Iraqi Prime Minister Nuri al-Maliki remained defiant on Wednesday as he rejected calls for a national unity government, a move that can only deepen the country’s political rifts as an Islamist-led insurgency gains ground.
“The call to form a national salvation government constitutes a coup against the constitution and the political process,” he said in a televised address.
The United States has pushed for an inclusive government in Baghdad, citing charges by minority Kurds and Sunnis that al-Maliki, a Shiite, has marginalised them during his eight years in power.
US Secretary of State John Kerry renewed that call during meetings on Monday with officials in Baghdad.
In Brussels on Wednesday, Kerry welcomed al-Maliki’s remarks saying they were broadly in line with Washington’s demands.

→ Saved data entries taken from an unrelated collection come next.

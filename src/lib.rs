//! # causal-cnn: a causal 1-D CNN as a symbolic graph
//!
//! Builds a binary sequence classifier as an **Abstract Semantic Graph (ASG)**:
//! optional input normalization, causal convolution, pooling, a dense layer and
//! a two-way softmax output, together with the loss, its gradients and the
//! momentum updates of every parameter. The graph is then executed by a
//! [`runtime::Session`] that applies all state updates of a step at once.
//!
//! ## Usage Example
//!
//! ```no_run
//! use causal_cnn::model::{CnnConfig, GraphBuilder};
//! use ndarray::{Array1, Array2};
//!
//! let config = CnnConfig::default().with_sequence_length(64).with_batch_size(4).with_seed(1);
//! let builder = GraphBuilder::new(config)?;
//! let x = builder.input("x");
//! let y = builder.input("y");
//! let network = builder.assemble(&x, &y)?;
//!
//! let mut session = network.session();
//! let inputs = Array2::<f32>::zeros((4, 64)).into_dyn();
//! let labels = Array1::from(vec![1.0f32, -1.0, 1.0, -1.0]).into_dyn();
//! let step = network.train_step(&mut session, inputs, labels)?;
//! println!("loss {} errors {}", step.loss, step.error);
//! # Ok::<(), Box<dyn std::error::Error>>(())
//! ```

pub mod analysis;
pub mod asg;
pub mod autograd;
pub mod losses;
pub mod model;
pub mod nn;
pub mod optimizers;
pub mod runtime;
pub mod serialization;
pub mod tensor;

“In his remarks today, he did follow through on the commitments that he had made in our discussions,” Kerry said. “He clearly committed to completing the electoral process ... and he committed to moving forward with the constitutional processes of government formation.” Kerry said he was not sure what al-Maliki meant when he appeared to criticise a “national salvation government,” saying he had not discussed that with the Iraqi leader. The top US diplomat also said that the US is “not going to engage in the process” of saying who should lead Iraq.
Later on Wednesday, US State Department Marie Harf said that al-Maliki had rejected the “notion of an emergency government,” or the imposition of an interim government that’s outside Iraq’s constitutional process.
“In his remarks today he clearly committed to completing the electoral process ... to convening the new parliament and to moving forward with the constitutional process for government formation,” Harf said.
Al-Maliki, who is eying a third term, said he would attend the first session of the new parliament due July 1 when the legislature is expected to start procedures for naming a new prime minister.
Al-Maliki’s State of Law Coalition topped the April polls with 92 of 328 seats.
“The rebels against the constitution have allied themselves with the Islamic State in Iraq and the Levant (ISIL), and with (late dictator Saddam Hussein’s) Baath Party against the unity and independence of Iraq,” al-Maliki said. “Despite the tough and exceptional circumstances facing Iraq, we have not heard from these partners any semblance of political or media support,” he said, referring to his rivals without naming them.
Earlier this month, the al-Qaeda splinter group ISIL, believed to be backed by local Sunni militias, seized the northern city of Mosul and captured a string of towns stretching south towards Baghdad.
The insurgents have also made considerable territorial gains in western Iraq near the border with Syria and Jordan.
State broadcaster Iraqiya TV reported that special government forces have taken full control of the country’s largest oil refinery in Biji after clashes with insurgents.
But a security official said insurgents had seized an oilfield near the city of Kirkuk in northern Iraq. The official, speaking on condition of anonymity, said insurgents took control the Ujil oilfield after a fight.
The field, which produces about 20,000 barrels per day, is located outside oil-rich Kirkuk, one of several areas at the centre of a dispute between Baghdad and the autonomous region of Kurdistan.
Peshmerga — the official military forces of Kurdistan — have taken advantage of the insurgents’ advances to tighten their hold on several such disputed areas.
Elsewhere, dozens of civilians were reportedly killed and wounded when a Syrian jet fighter mistakenly struck residential areas in the town of Ba’aj, north-west of Baghdad.
“A Syrian warplane was targeting ISIL gatherings last night (Tuesday) when it struck by mistake the municipality headquarters and some residential buildings, leaving dozens dead and wounded,” a security official told dpa.
Syria’s official news agency SANA however dismissed reports of Syrian military action in Iraq as “baseless.” ISIL, a radical Sunni group, already controls swathes of eastern Syria along the border with Iraq.
The insurgents’ swift advances have raised international fears that Iraq is falling apart and the fighting could result in the emergence of a militant enclave.